[Material provided]
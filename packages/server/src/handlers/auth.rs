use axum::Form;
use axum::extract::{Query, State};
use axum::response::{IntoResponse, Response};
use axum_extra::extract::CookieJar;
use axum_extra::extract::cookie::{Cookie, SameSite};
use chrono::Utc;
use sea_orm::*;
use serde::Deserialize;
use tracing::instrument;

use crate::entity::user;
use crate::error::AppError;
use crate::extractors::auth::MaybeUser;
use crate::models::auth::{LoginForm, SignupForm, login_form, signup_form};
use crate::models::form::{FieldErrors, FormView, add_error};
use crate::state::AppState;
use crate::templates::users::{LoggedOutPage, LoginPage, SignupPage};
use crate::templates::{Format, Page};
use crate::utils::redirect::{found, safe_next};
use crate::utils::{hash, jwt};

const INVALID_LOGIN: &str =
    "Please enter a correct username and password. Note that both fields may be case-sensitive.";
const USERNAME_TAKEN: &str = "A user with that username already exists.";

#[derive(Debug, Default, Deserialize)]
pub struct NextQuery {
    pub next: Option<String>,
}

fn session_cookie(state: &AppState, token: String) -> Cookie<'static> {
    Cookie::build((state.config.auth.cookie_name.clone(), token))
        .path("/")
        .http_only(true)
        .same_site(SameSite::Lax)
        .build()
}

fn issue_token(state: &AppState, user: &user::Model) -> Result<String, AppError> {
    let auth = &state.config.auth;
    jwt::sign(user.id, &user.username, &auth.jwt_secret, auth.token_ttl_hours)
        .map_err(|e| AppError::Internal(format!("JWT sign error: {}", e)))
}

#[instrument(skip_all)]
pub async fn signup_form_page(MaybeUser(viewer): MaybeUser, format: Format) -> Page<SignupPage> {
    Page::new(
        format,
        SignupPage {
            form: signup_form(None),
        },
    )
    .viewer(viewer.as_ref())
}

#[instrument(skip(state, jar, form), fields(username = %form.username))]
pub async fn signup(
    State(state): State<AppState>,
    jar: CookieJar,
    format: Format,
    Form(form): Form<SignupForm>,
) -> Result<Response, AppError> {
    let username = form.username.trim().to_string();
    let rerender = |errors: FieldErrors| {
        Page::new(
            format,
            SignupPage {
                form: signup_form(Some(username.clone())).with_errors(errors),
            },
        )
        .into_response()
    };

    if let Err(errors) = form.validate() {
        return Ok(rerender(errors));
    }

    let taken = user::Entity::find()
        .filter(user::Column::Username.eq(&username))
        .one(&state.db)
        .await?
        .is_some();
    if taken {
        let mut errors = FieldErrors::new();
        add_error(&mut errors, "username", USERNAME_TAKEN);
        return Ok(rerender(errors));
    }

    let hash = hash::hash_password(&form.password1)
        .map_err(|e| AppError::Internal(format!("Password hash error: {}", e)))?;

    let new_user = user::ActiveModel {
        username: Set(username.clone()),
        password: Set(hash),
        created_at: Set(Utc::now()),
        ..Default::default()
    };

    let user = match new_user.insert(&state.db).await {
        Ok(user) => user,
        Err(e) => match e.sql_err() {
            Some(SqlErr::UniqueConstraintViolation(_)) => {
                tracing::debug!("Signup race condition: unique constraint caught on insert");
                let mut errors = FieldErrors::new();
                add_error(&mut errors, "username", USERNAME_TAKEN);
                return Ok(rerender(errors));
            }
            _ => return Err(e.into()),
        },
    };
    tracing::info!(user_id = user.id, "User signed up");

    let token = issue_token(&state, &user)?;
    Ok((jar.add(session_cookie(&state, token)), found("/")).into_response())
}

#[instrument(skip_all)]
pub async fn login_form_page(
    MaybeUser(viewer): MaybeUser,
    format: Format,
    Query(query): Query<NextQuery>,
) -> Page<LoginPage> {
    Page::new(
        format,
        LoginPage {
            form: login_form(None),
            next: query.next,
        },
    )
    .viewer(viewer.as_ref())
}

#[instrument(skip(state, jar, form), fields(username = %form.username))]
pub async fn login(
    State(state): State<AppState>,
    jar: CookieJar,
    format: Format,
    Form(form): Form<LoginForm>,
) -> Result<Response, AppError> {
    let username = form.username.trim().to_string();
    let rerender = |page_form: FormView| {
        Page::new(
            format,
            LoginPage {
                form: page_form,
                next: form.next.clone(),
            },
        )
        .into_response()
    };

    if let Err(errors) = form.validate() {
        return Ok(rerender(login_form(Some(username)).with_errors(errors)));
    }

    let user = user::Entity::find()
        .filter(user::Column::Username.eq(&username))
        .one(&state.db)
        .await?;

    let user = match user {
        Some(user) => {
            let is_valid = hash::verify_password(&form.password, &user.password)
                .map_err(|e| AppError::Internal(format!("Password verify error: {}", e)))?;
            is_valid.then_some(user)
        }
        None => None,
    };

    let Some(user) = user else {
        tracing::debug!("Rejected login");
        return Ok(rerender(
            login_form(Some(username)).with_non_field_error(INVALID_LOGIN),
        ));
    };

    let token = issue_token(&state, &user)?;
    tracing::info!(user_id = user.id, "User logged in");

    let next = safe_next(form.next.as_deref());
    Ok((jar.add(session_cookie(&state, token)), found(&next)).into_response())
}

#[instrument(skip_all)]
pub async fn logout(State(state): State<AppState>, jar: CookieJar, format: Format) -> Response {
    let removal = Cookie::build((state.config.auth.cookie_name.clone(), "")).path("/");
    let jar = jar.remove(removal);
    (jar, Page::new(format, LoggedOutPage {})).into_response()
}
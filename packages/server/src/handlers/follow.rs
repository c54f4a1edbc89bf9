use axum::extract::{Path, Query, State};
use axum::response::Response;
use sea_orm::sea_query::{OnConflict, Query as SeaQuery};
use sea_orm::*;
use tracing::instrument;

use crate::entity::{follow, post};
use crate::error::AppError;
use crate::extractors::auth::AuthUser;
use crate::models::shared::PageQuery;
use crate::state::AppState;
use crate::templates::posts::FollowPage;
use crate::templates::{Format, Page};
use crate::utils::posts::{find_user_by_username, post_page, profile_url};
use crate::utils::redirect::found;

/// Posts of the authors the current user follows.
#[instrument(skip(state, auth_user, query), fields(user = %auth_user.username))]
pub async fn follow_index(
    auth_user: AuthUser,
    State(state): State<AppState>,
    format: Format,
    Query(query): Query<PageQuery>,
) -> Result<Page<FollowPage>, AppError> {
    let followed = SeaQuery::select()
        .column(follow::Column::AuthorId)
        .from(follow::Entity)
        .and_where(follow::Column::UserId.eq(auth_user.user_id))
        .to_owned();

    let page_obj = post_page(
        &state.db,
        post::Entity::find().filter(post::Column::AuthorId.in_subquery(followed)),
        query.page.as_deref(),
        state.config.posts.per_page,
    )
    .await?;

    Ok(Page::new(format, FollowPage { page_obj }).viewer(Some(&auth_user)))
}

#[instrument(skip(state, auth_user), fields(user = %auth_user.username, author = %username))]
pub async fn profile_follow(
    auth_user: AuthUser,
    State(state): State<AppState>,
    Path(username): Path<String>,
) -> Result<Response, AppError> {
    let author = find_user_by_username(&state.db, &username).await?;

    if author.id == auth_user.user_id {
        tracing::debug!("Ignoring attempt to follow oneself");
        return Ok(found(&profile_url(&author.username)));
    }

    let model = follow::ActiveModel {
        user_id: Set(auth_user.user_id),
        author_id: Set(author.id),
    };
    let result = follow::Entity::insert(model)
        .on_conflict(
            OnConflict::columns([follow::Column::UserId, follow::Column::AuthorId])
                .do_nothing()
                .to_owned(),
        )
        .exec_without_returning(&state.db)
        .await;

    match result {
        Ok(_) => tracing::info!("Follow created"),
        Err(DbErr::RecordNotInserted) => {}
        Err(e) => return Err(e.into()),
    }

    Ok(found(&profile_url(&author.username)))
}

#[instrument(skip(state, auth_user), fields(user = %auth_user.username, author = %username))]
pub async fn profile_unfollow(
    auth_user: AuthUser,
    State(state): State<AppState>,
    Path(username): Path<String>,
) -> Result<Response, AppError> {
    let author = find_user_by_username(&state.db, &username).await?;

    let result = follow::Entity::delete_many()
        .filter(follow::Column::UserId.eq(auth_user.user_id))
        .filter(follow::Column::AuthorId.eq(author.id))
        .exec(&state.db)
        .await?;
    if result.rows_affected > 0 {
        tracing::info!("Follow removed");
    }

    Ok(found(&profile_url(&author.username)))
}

[Task details]
All that belongs in the answer is the lines from the start of the entries above through the line containing "const INVALID_LOGIN: &str", each given exactly.

[Task solution]
filename packages/server/src/handlers/auth.rs
use axum::Form;
use axum::extract::{Query, State};
use axum::response::{IntoResponse, Response};
use axum_extra::extract::CookieJar;
use axum_extra::extract::cookie::{Cookie, SameSite};
use chrono::Utc;
use sea_orm::*;
use serde::Deserialize;
use tracing::instrument;

use crate::entity::user;
use crate::error::AppError;
use crate::extractors::auth::MaybeUser;
use crate::models::auth::{LoginForm, SignupForm, login_form, signup_form};
use crate::models::form::{FieldErrors, FormView, add_error};
use crate::state::AppState;
use crate::templates::users::{LoggedOutPage, LoginPage, SignupPage};
use crate::templates::{Format, Page};
use crate::utils::redirect::{found, safe_next};
use crate::utils::{hash, jwt};

const INVALID_LOGIN: &str =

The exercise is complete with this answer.